Grapeseed helps relieve symptoms associated with free radical damage and poor circulation, including chronic venous insufficiency (CVS), varicose veins, macular degeneration, and diabetic retinopathy. OPCs in grapeseed extract (GSE) also tone the capillaries and increase blood supply to the skin, which helps to prevent the breakdown of collagen.

When applied topically, grape seed extract also acts as an alpha-hydroxy acid, and is used in many cosmetic lotions and creams designed to improve skin tone and diminish fine wrinkles.

Grapeseed contains significant amounts of resveratrol, a substance that acts as an anti-inflammatory and has demonstrated an ability to lower cholesterol and triglyceride levels and provide antioxidant protection; some studies have shown that reveratrol may even help slow tumor growth.
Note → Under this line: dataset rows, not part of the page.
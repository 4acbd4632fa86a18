//! [`PageSource`] implementation for the artworks listing.

use std::time::Duration;

use async_trait::async_trait;
use reqwest::StatusCode;
use reqwest::header::ACCEPT;
use reqwest::header::HeaderValue;
use serde::Deserialize;
use url::Url;

use super::Page;
use super::PageRequest;
use super::PageSource;
use crate::ArticClient;
use crate::error::ApiError;
use crate::error::Error;
use crate::model::Record;

#[async_trait]
impl PageSource for ArticClient {
    async fn fetch_page(&self, request: PageRequest) -> Result<Page, Error> {
        let url = self.page_url(request)?;
        log::debug!("Fetching page {} ({} per page): {}", request.page, request.page_size, url);

        let response = self.request(&url).await?;
        let body = response.text().await.map_err(ApiError::from)?;

        let listing: ListingResponse = serde_json::from_str(&body)
            .map_err(|e| ApiError::parse_with_body(e.to_string(), body.clone()))?;

        let records = listing
            .data
            .into_iter()
            .filter_map(|row| match Record::deserialize(row) {
                Ok(record) => Some(record),
                Err(e) => {
                    log::warn!("Skipping unaddressable record on page {}: {}", request.page, e);
                    None
                }
            })
            .collect();

        Ok(Page::new(records).with_total_count(listing.pagination.total))
    }
}

impl ArticClient {
    /// Builds the listing URL for a page request.
    ///
    /// The result looks like
    /// `https://api.artic.edu/api/v1/artworks?page=2&limit=10&fields=id,title`.
    pub fn page_url(&self, request: PageRequest) -> Result<Url, ApiError> {
        let base = self.inner.base_url.as_str().trim_end_matches('/');
        let mut url = Url::parse(&format!("{base}/api/v1/artworks"))?;

        let fields = std::iter::once("id")
            .chain(self.inner.fields.iter().map(String::as_str))
            .collect::<Vec<_>>()
            .join(",");

        url.query_pairs_mut()
            .append_pair("page", &request.page.to_string())
            .append_pair("limit", &request.page_size.to_string())
            .append_pair("fields", &fields);

        Ok(url)
    }

    /// Makes a GET request, retrying transient failures per the client's
    /// [`RetryConfig`](crate::RetryConfig).
    async fn request(&self, url: &Url) -> Result<reqwest::Response, Error> {
        let mut backoff = self.inner.retry_config.backoff();

        loop {
            let response = match self.send_request_inner(url).await {
                Ok(response) => response,
                Err(e) if e.is_retryable() => match backoff.next_wait() {
                    Some(wait) => {
                        log::debug!("Request failed ({}), retrying in {:?}", e, wait);
                        tokio::time::sleep(wait).await;
                        continue;
                    }
                    None => return Err(Error::Api(e)),
                },
                Err(e) => return Err(Error::Api(e)),
            };

            let status = response.status();
            if status.is_success() {
                return Ok(response);
            }

            if status == StatusCode::TOO_MANY_REQUESTS {
                let retry_after = parse_retry_after(&response);
                let Some(wait) = backoff.rate_limit_wait(retry_after) else {
                    return Err(Error::RateLimit { retry_after });
                };
                log::debug!("Rate limited, retrying in {:?}", wait);
                tokio::time::sleep(wait).await;
                continue;
            }

            if status.is_server_error()
                && let Some(wait) = backoff.next_wait()
            {
                log::debug!("Server error {}, retrying in {:?}", status, wait);
                tokio::time::sleep(wait).await;
                continue;
            }

            let body = response.text().await.unwrap_or_default();
            return Err(Error::Api(ApiError::http(status.as_u16(), body)));
        }
    }

    /// Inner request method without retry logic.
    async fn send_request_inner(&self, url: &Url) -> Result<reqwest::Response, ApiError> {
        let mut request = self
            .inner
            .http_client
            .get(url.clone())
            .header(ACCEPT, HeaderValue::from_static("application/json"));

        if let Some(timeout) = self.inner.timeout {
            request = request.timeout(timeout);
        }

        request.send().await.map_err(|e| match self.inner.timeout {
            Some(timeout) if e.is_timeout() => ApiError::Timeout(timeout),
            _ => ApiError::Network(e),
        })
    }
}

/// Parses the Retry-After header value (seconds).
fn parse_retry_after(response: &reqwest::Response) -> Option<Duration> {
    response
        .headers()
        .get("Retry-After")?
        .to_str()
        .ok()?
        .parse::<u64>()
        .ok()
        .map(Duration::from_secs)
}

/// Listing response envelope.
#[derive(Debug, Deserialize)]
struct ListingResponse {
    pagination: Pagination,
    /// Raw rows; each is turned into a [`Record`] individually.
    #[serde(default)]
    data: Vec<serde_json::Value>,
}

#[derive(Debug, Deserialize)]
struct Pagination {
    /// Total number of records in the listing.
    total: u64,
}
Grapeseed extract is available at some pharmacies and most health food stores. The recommended dose is 75 to 300 milligrams of grapeseed extract daily for up to 3 weeks, then a daily maintenance dose of 40 to 100 milligrams.

If you want to improve your skin’s texture, diminish wrinkles, or just put some color in your cheeks, you might try one of the many cosmetic products that use grapeseed extract (sometimes still erroneously referred to as pycnogenol in the list of active ingredients) to reverse the signs of aging. You can also get your daily dose of grapeseed from—what else?—eating grapes (not seedless, of course). The dark-skinned ones offer additional health benefits (the dark skins contain lots of flavonoids called anthocyanosides, which act as potent antioxidants in the body).